Not sure how to follow that up...

I've spent the last few days re-reading my previous blog post, kind of surprised I posted it.  If you know me, you know that I'm an open book and I will literally tell you anything... but that post?  That was tough.  I have been wanting to talk about it for the last 18 months, but it wasn't something I had gone through, it was still something I was going through.  I wasn't on the other side of it yet. 

{If you're not sure what post I'm referring to you can find it here.} 

One of the reasons I shared that story, is because I want others out there to not feel so alone in their failures.  We ALL fail.  Possibly not as epically as I did, but we do.  I was reading a Joyce Meyer book this morning called Healing the Soul of a Woman.  If you're struggling from past abuse, self loathing or living in a constant spiral of shame, this book is for you.  Today, I read something so profound it almost quite-literally blew my mind.  

She writes, "A rattle snake, if cornered, will sometimes become so angry it will bite itself.  That is exactly what happens when we harbor hate and resentment against others - we "bite" and poison ourselves.  We think that we are harming others by holding on to spite and hate, but the deeper harm is actually done to ourselves."  

The are a few things that stand out to me here.  I have made them quite obvious.  Think about that for a minute.  We poison and harm ourselves when we are angry at the hurt that others have caused us.  We "bite and poison ourselves" when we feel cornered, like we have no way out.  We don't face the situation in the face, we become so entangled with the problem that we can't possibly see the solution.  The only thing we can harm in this situation is ourselves.  Obviously if we are angry with our children we don't hurt them, we don't hurt our husband or that friend.  We don't retaliate against them because we are decent human beings.  We, instead, mistreat ourselves.  To me, when I think about this, that was me.  I felt like I was trapped inside myself taking on the roll of "just a mom".  Getting through the endless piles of laundry, dishes, screaming kids, working husband and finding time for myself.  I coiled up in a corner and poisoned myself.  Every day.  I was so blind to what I was doing and I even justified it.  I didn't look at it as poisoning myself, I looked at it as an outlet.  As a way to ease the situation.  I used it to feel more relaxed, or to be a little bit sillier, maybe even to give me the courage to have that conversation that needed to happen (alcohol was never helpful in that situation).  

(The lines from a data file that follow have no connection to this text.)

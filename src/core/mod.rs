// Core modules implementing the on-disk format, codecs, and error modeling.
pub mod codec;
pub mod column;
pub mod error;
pub mod format;
pub mod layout;
pub mod plan;
pub mod reader;
pub mod resolve;
pub mod writer;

Like the snake, I needed a release and that release would only come when I had just enough to drink.  My "bite". 

Did that drink ever help?  Maybe for a few minutes.  But my anxiety and need for more only became worse the more I used.  I say "used" here because Alcohol is a drug.  It has actually just recently been listed as the most dangerous drug on the market, taking more lives annually than cocaine and heroine.

That scares me to death.

In tears days before I decided to give up alcohol for good, I told Jordan that I keep having this whisper in my ear that if I continue trying to find a "comfortable" place for alcohol in my life, it will eventually be the reason I die.  Whether it be from one of the seven forms of cancer it causes, liver disease, a car accident, alcohol overdose, dementia... the list of alcohol related deaths is extensive.  I refuse to let that be the reason, to be a statistic.  God will take me when He is good and ready, but it will NOT be correlated to alcohol in any way.  More and more young moms and women these days are believing the cleverly conceived lie that drinking in excess is the norm and you will not survive motherhood without it.  Women on Instagram are free advertisers for the alcohol industry!  They don't need to pay 5 million dollars for an advertisement during the Superbowl, because chances are, your wine rack is already stocked.  

Don't believe the lie that you need to poison yourself in order to relax, have fun, forgive, sleep, conversate, vacation, throw a kids birthday party, calm down, reminisce, chat with a friend... Honestly, what events do people NOT drink at these days?  

I write this knowing that I will probably rub some people the wrong way.  My intent here isn't to call out those people who have the occasional drink or don't have a problem with dependency on it.  My intent is to hopefully give the person who needs it a gut-check.  I got way too many gut-checks before I finally listened to it.  I have countless moments I could list where I said to myself, "Never again.  I will never drink again.  This was the final straw."  There were a lot of those moments.  More than I care to admit.  Maybe this will be one that can be added to one of your personal gut-checks.  If it is, don't let the list get too long, life is too beautiful to live one more day of it wasted.  Literally.